In such severe cases, those afflicted frequently turn to professionals for counseling or for therapeutic drugs to rescue them from these black storms. The training and strategies employed by these men and women can often throw these despondent souls a rope and haul them out of the abyss.
Yet if these clients wish to walk in the sunshine again, they must possess the will and the desire to seize that rope.
In less severe circumstances, when melancholy is a visitor rather than a permanent houseguest, those of us bitten by what Winston Churchill called his “black dog” may concoct our own therapeutics. Here are five of them—and you can dig up plenty more online—that have helped me over the years.
Step away from the self. When I used to teach, my students demanded my full attention. My forlorn mood might linger in the back of my mind, but those hours in the classroom gave me a much-needed respite from sadness. I became an actor, erecting a façade that provided a few hours of relief from the pain.
Adopt a positive maxim. Six years ago, when failure pummeled me like some heavyweight in a ring from which there was no escape, I grabbed an erasable marker and wrote “Invictus,” Latin for “Unconquered,” on the glass door of my apartment. That word stayed put for months. Sometimes I sneered at it, sometimes I could hardly stand to look at it, but in the end “Invictus” helped carry me across that desert that had become my life.
‘This too shall pass.’ Time is one of the most powerful, yet most overlooked, of the world’s cure-alls. We Americans tend to be an impatient people, as can be seen at any Department of Motor Vehicles, and we want results yesterday. But as a friend tells me about his own scuff-ups with the blues, recognizing that his condition was a mood—and therefore temporary—kept him moving forward. The same holds true for us.

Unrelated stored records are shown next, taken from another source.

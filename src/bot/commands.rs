//! Superficie de comandos: intents tipados sobre un snapshot de quien invoca.
//!
//! El parseo, el registro de slash commands y el renderizado de embeds viven
//! fuera de este crate; aquí solo se validan permisos/canales y se delega en
//! el [`SessionRegistry`].

use serenity::model::id::{ChannelId, GuildId, RoleId, UserId};
use std::fmt::Write as _;
use std::sync::Arc;
use std::time::Duration;
use tracing::{debug, warn};

use crate::audio::queue::{LoopMode, QueueEntry, QueuePage};
use crate::audio::registry::{EnqueueReport, SessionRegistry};
use crate::audio::session::{Toggle, VoteOutcome};
use crate::audio::track::{format_length, Track};
use crate::error::{MusicError, MusicResult};
use crate::sources::{SearchSource, TrackResolver};
use crate::storage::{GuildSettings, GuildStore};

/// Candidatos que devuelve `search`.
pub const SEARCH_RESULTS: usize = 5;

/// Quién invoca y desde dónde, tal como lo ve el gateway.
#[derive(Debug, Clone)]
pub struct Invocation {
    pub guild_id: GuildId,
    pub user_id: UserId,
    pub text_channel: ChannelId,
    /// Canal de voz del usuario, si está en uno.
    pub voice_channel: Option<ChannelId>,
    /// Oyentes humanos en ese canal de voz (incluye a quien invoca).
    pub occupancy: usize,
    pub roles: Vec<RoleId>,
    /// Administrador del guild.
    pub privileged: bool,
}

#[derive(Debug, Clone, PartialEq)]
pub enum MusicIntent {
    Play { query: String, source: SearchSource },
    Search { query: String, source: SearchSource },
    Join,
    Pause,
    Resume,
    Skip,
    Stop,
    Disconnect,
    Loop(LoopMode),
    Autoplay(bool),
    Remove(usize),
    RemoveTitle(String),
    Shuffle,
    Clear,
    Queue { page: usize },
    NowPlaying,
    Seek(Duration),
    SetMusicChannel(Option<ChannelId>),
    SetDjRole(Option<RoleId>),
}

impl MusicIntent {
    /// Solo lectura: no exige estar en voz.
    fn is_read_only(&self) -> bool {
        matches!(
            self,
            MusicIntent::Search { .. } | MusicIntent::Queue { .. } | MusicIntent::NowPlaying
        )
    }

    fn is_settings(&self) -> bool {
        matches!(self, MusicIntent::SetMusicChannel(_) | MusicIntent::SetDjRole(_))
    }
}

#[derive(Debug, Clone)]
pub enum Reply {
    Enqueued(EnqueueReport),
    SearchResults(Vec<Arc<Track>>),
    Joined(ChannelId),
    Paused(Toggle),
    Resumed(Toggle),
    Skipped { next: Option<Arc<Track>> },
    Voted(VoteOutcome),
    Stopped { cleared: usize },
    Disconnected,
    LoopSet(LoopMode),
    AutoplaySet(bool),
    Removed(Arc<Track>),
    Shuffled(usize),
    Cleared(usize),
    Queue {
        current: Option<Arc<Track>>,
        page: Option<QueuePage>,
    },
    NowPlaying(Option<QueueEntry>),
    Seeked(Duration),
    SettingsUpdated(GuildSettings),
}

impl Reply {
    /// Texto plano para la capa de presentación.
    pub fn summary(&self) -> String {
        match self {
            Reply::Enqueued(report) => enqueue_summary(report),
            Reply::SearchResults(tracks) => {
                let mut out = String::from("🔍 Results:");
                for (i, track) in tracks.iter().enumerate() {
                    let _ = write!(out, "\n{}. {} - {} [{}]", i + 1, track.title, track.author, track.format_length());
                }
                out
            }
            Reply::Joined(channel) => format!("🔊 Joined <#{}>", channel),
            Reply::Paused(Toggle::Changed) => "⏸️ Paused".to_string(),
            Reply::Paused(Toggle::Unchanged) => "Already paused".to_string(),
            Reply::Resumed(Toggle::Changed) => "▶️ Resumed".to_string(),
            Reply::Resumed(Toggle::Unchanged) => "Not paused".to_string(),
            Reply::Skipped { next: Some(track) } => format!("⏭️ Skipped, now playing **{}**", track.title),
            Reply::Skipped { next: None } => "⏭️ Skipped, the queue is empty".to_string(),
            Reply::Voted(VoteOutcome::Recorded { votes, needed }) => {
                format!("🗳️ Vote recorded ({votes}/{needed})")
            }
            Reply::Voted(VoteOutcome::AlreadyVoted { votes, needed }) => {
                format!("You already voted ({votes}/{needed})")
            }
            Reply::Voted(VoteOutcome::Passed) => "⏭️ Vote passed".to_string(),
            Reply::Stopped { cleared } => format!("⏹️ Stopped and cleared {} tracks", cleared),
            Reply::Disconnected => "👋 Disconnected".to_string(),
            Reply::LoopSet(mode) => format!("🔁 Loop: {}", mode.label()),
            Reply::AutoplaySet(enabled) => {
                format!("🤖 Autoplay {}", if *enabled { "enabled" } else { "disabled" })
            }
            Reply::Removed(track) => format!("❌ Removed **{}**", track.title),
            Reply::Shuffled(len) => format!("🔀 Shuffled {} tracks", len),
            Reply::Cleared(len) => format!("🗑️ Cleared {} tracks", len),
            Reply::Queue { current, page } => queue_summary(current.as_deref(), page.as_ref()),
            Reply::NowPlaying(Some(entry)) => {
                let track = &entry.track;
                format!(
                    "🎵 Now playing **{}** by {} [{}]\n👤 Requested by <@{}> at {}",
                    track.title,
                    track.author,
                    track.format_length(),
                    entry.requested_by,
                    entry.added_at.format("%H:%M UTC")
                )
            }
            Reply::NowPlaying(None) => "Nothing is playing".to_string(),
            Reply::Seeked(position) => format!("⏩ Seeked to {}", format_length(position.as_millis() as u64)),
            Reply::SettingsUpdated(_) => "⚙️ Settings updated".to_string(),
        }
    }
}

fn enqueue_summary(report: &EnqueueReport) -> String {
    let mut out = match (&report.playlist, report.added.as_slice()) {
        (Some(name), added) => format!("📃 Added {} tracks from **{}**", added.len(), name),
        (None, [(position, track)]) => format!("➕ Added **{}** at position {}", track.title, position),
        (None, _) => "Nothing was added".to_string(),
    };
    if let Some(track) = &report.started {
        let _ = write!(out, "\n🎵 Now playing **{}**", track.title);
    }
    for (track, reason) in &report.skipped {
        let _ = write!(out, "\n⚠️ Skipped **{}**: {}", track.title, reason.describe());
    }
    if report.truncated > 0 {
        let _ = write!(out, "\n⚠️ {} tracks over the playlist limit were ignored", report.truncated);
    }
    out
}

fn queue_summary(current: Option<&Track>, page: Option<&QueuePage>) -> String {
    let mut out = match current {
        Some(track) => format!("🎵 Now: **{}** [{}]", track.title, track.format_length()),
        None => "Nothing is playing".to_string(),
    };
    match page {
        Some(page) => {
            for (offset, track) in page.items.iter().enumerate() {
                let _ = write!(
                    out,
                    "\n{}. {} [{}]",
                    page.first_position + offset,
                    track.title,
                    track.format_length()
                );
            }
            let _ = write!(out, "\nPage {}/{}", page.number, page.total_pages);
        }
        None => out.push_str("\nThe queue is empty"),
    }
    out
}

pub struct MusicCommands {
    registry: Arc<SessionRegistry>,
    resolver: Arc<TrackResolver>,
    store: Arc<dyn GuildStore>,
}

impl MusicCommands {
    pub fn new(registry: Arc<SessionRegistry>, resolver: Arc<TrackResolver>, store: Arc<dyn GuildStore>) -> Self {
        Self {
            registry,
            resolver,
            store,
        }
    }

    pub async fn execute(&self, invocation: &Invocation, intent: MusicIntent) -> MusicResult<Reply> {
        let guild_id = invocation.guild_id;
        debug!("🎛️ {:?} de {} en guild {}", intent, invocation.user_id, guild_id);

        let settings = self.settings(guild_id).await;
        let dj = is_dj(invocation, &settings);

        if intent.is_settings() {
            if !dj {
                return Err(MusicError::InvalidState("only DJs can change music settings"));
            }
        } else {
            self.check_channels(invocation, &intent, &settings).await?;
        }

        match intent {
            MusicIntent::Play { query, source } => {
                let channel = invocation.voice_channel.ok_or(MusicError::NotInVoice)?;
                let report = self
                    .registry
                    .play(guild_id, invocation.user_id, channel, &query, source)
                    .await?;
                Ok(Reply::Enqueued(report))
            }
            MusicIntent::Search { query, source } => {
                let tracks = self.resolver.search(&query, source, SEARCH_RESULTS).await?;
                Ok(Reply::SearchResults(tracks))
            }
            MusicIntent::Join => {
                let channel = invocation.voice_channel.ok_or(MusicError::NotInVoice)?;
                self.registry.join(guild_id, channel).await?;
                Ok(Reply::Joined(channel))
            }
            MusicIntent::Pause => Ok(Reply::Paused(self.registry.pause(guild_id).await?)),
            MusicIntent::Resume => Ok(Reply::Resumed(self.registry.resume(guild_id).await?)),
            MusicIntent::Skip => {
                if dj {
                    let next = self.registry.skip(guild_id).await?;
                    return Ok(Reply::Skipped { next });
                }
                let (outcome, next) = self
                    .registry
                    .vote_skip(guild_id, invocation.user_id, invocation.occupancy)
                    .await?;
                match outcome {
                    VoteOutcome::Passed => Ok(Reply::Skipped { next }),
                    other => Ok(Reply::Voted(other)),
                }
            }
            MusicIntent::Stop => {
                require_control(dj, invocation)?;
                let cleared = self.registry.stop(guild_id).await?;
                Ok(Reply::Stopped { cleared })
            }
            MusicIntent::Disconnect => {
                require_control(dj, invocation)?;
                self.registry.disconnect(guild_id).await?;
                Ok(Reply::Disconnected)
            }
            MusicIntent::Loop(mode) => {
                self.registry.set_loop_mode(guild_id, mode).await?;
                Ok(Reply::LoopSet(mode))
            }
            MusicIntent::Autoplay(enabled) => {
                self.registry.set_autoplay(guild_id, enabled).await?;
                Ok(Reply::AutoplaySet(enabled))
            }
            MusicIntent::Remove(position) => Ok(Reply::Removed(self.registry.remove(guild_id, position).await?)),
            MusicIntent::RemoveTitle(title) => Ok(Reply::Removed(
                self.registry.remove_by_title(guild_id, &title).await?,
            )),
            MusicIntent::Shuffle => Ok(Reply::Shuffled(self.registry.shuffle(guild_id).await?)),
            MusicIntent::Clear => Ok(Reply::Cleared(self.registry.clear_queue(guild_id).await?)),
            MusicIntent::Queue { page } => {
                let snapshot = self.registry.snapshot(guild_id).await.ok_or(MusicError::NotInVoice)?;
                let current = snapshot.queue.current.clone();
                let page = snapshot.queue.page(page.max(1));
                Ok(Reply::Queue { current, page })
            }
            MusicIntent::NowPlaying => Ok(Reply::NowPlaying(self.registry.now_playing(guild_id).await)),
            MusicIntent::Seek(position) => {
                self.registry.seek(guild_id, position).await?;
                Ok(Reply::Seeked(position))
            }
            MusicIntent::SetMusicChannel(channel) => {
                let mut settings = settings;
                settings.music_channel_id = channel.map(|c| c.get());
                self.save(settings).await
            }
            MusicIntent::SetDjRole(role) => {
                let mut settings = settings;
                settings.dj_role_id = role.map(|r| r.get());
                self.save(settings).await
            }
        }
    }

    async fn settings(&self, guild_id: GuildId) -> GuildSettings {
        match self.store.get(guild_id).await {
            Ok(settings) => settings,
            Err(e) => {
                warn!("Error leyendo configuración de guild {}: {}", guild_id, e);
                GuildSettings::new(guild_id)
            }
        }
    }

    async fn save(&self, settings: GuildSettings) -> MusicResult<Reply> {
        self.store
            .set(settings.clone())
            .await
            .map_err(|e| MusicError::Transport(e.to_string()))?;
        Ok(Reply::SettingsUpdated(settings))
    }

    /// Canal de música configurado, usuario en voz y en el mismo canal que el bot.
    async fn check_channels(
        &self,
        invocation: &Invocation,
        intent: &MusicIntent,
        settings: &GuildSettings,
    ) -> MusicResult<()> {
        if let Some(music_channel) = settings.music_channel_id {
            if invocation.text_channel.get() != music_channel {
                return Err(MusicError::WrongTextChannel(music_channel));
            }
        }

        if intent.is_read_only() {
            return Ok(());
        }

        let user_channel = invocation.voice_channel.ok_or(MusicError::NotInVoice)?;
        if let Some(bot_channel) = self.registry.voice_channel(invocation.guild_id).await {
            if bot_channel != user_channel {
                return Err(MusicError::WrongVoiceChannel(bot_channel.get()));
            }
        }
        Ok(())
    }
}

fn is_dj(invocation: &Invocation, settings: &GuildSettings) -> bool {
    invocation.privileged
        || settings
            .dj_role_id
            .is_some_and(|role| invocation.roles.contains(&RoleId::new(role)))
}

/// Stop y disconnect: DJ, o quien está solo con el bot.
fn require_control(dj: bool, invocation: &Invocation) -> MusicResult<()> {
    if dj || invocation.occupancy <= 1 {
        Ok(())
    } else {
        Err(MusicError::InvalidState("only DJs can do that while others are listening"))
    }
}
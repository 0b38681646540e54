//! Per-interface ingress filtering.
//!
//! Each routed endpoint gets its own `CONTAINER-<iface>` chain holding one
//! ACCEPT rule per allowed source CIDR and a trailing RETURN; a jump from
//! the shared `CONTAINERS` chain sends the interface's traffic through it.
//! Removal is the exact inverse of installation.

use std::sync::Arc;

use cask_common::{CaskError, CaskResult, CommandRunner};

/// Shared parent chain all per-interface jumps are inserted into.
const CONTAINERS_CHAIN: &str = "CONTAINERS";

/// Prefix of the per-interface chains.
const CONTAINER_CHAIN_PREFIX: &str = "CONTAINER-";

/// Ingress filter for one routed interface.
pub struct NetFilter {
    runner: Arc<dyn CommandRunner>,
    iface_name: String,
    /// Allowed source CIDRs; `None` means no filtering was requested.
    ingress_allowed: Option<Vec<String>>,
}

impl NetFilter {
    /// Create a filter for the given host interface.
    #[must_use]
    pub fn new(
        runner: Arc<dyn CommandRunner>,
        iface_name: impl Into<String>,
        ingress_allowed: Option<Vec<String>>,
    ) -> Self {
        Self {
            runner,
            iface_name: iface_name.into(),
            ingress_allowed,
        }
    }

    fn chain_name(&self) -> String {
        format!("{}{}", CONTAINER_CHAIN_PREFIX, self.iface_name)
    }

    /// Install the ingress chain, applied on the host after veth creation.
    pub fn apply(&self) -> CaskResult<()> {
        let Some(allowed) = &self.ingress_allowed else {
            // No holes to poke.
            tracing::info!(iface = %self.iface_name, "No network ingress filtering specified");
            return Ok(());
        };

        let chain = self.chain_name();
        tracing::debug!(iface = %self.iface_name, ?allowed, "Applying ingress filtering");

        self.iptables(&["-N", &chain])?;

        for cidr in allowed {
            self.iptables(&["-A", &chain, "-s", cidr, "-j", "ACCEPT"])?;
        }
        // Implicit deny is handled by the parent chain.
        self.iptables(&["-A", &chain, "-j", "RETURN"])?;

        self.iptables(&[
            "-I",
            CONTAINERS_CHAIN,
            "1",
            "-o",
            &self.iface_name,
            "-j",
            &chain,
        ])?;

        tracing::info!(iface = %self.iface_name, "Ingress filtering applied");
        Ok(())
    }

    /// Remove the ingress chain: delete the jump, flush, delete the chain.
    pub fn remove(&self) -> CaskResult<()> {
        if self.ingress_allowed.is_none() {
            return Ok(());
        }

        let chain = self.chain_name();
        tracing::debug!(iface = %self.iface_name, "Removing ingress filtering");

        self.iptables(&["-D", CONTAINERS_CHAIN, "-o", &self.iface_name, "-j", &chain])?;
        self.iptables(&["-F", &chain])?;
        self.iptables(&["-X", &chain])?;
        Ok(())
    }

    /// Run one iptables invocation.
    ///
    /// `--wait` takes the tool's advisory lock, serializing concurrent rule
    /// mutation across the daemon's threads.
    fn iptables(&self, args: &[&str]) -> CaskResult<()> {
        let mut full: Vec<String> = vec!["--wait".to_string()];
        full.extend(args.iter().map(|s| (*s).to_string()));

        let out = self.runner.run("iptables", &full, None)?;
        if !out.success() {
            return Err(CaskError::Network {
                message: format!(
                    "iptables {} failed: {} (exit code {})",
                    args.join(" "),
                    out.stderr_trimmed(),
                    out.code
                ),
            });
        }
        Ok(())
    }
}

Move the body, and you move the mood. When that same friend was younger and down in the dumps, he would walk the city streets, sometimes for hours, to revive his spirits. In my case, a burst of housekeeping—dusting shelves, wiping up stains from the wooden floors, washing down countertops—is just as effective. Performing these chores at a fast clip makes me feel better and brings the added satisfaction of a sparkling kitchen or orderly bookshelves.
Turn away from negative influences. Sometimes, for example, the national news takes me down. Turning off my laptop and choosing instead to pick up a book or call a friend often delivers some necessary R&R from my blue funk.
Do these tactics always work? Of course not. But that brings us to the final therapeutic: Don’t give up. Remember: that bout with the doldrums will pass, and we can help push it out the door.
Invictus.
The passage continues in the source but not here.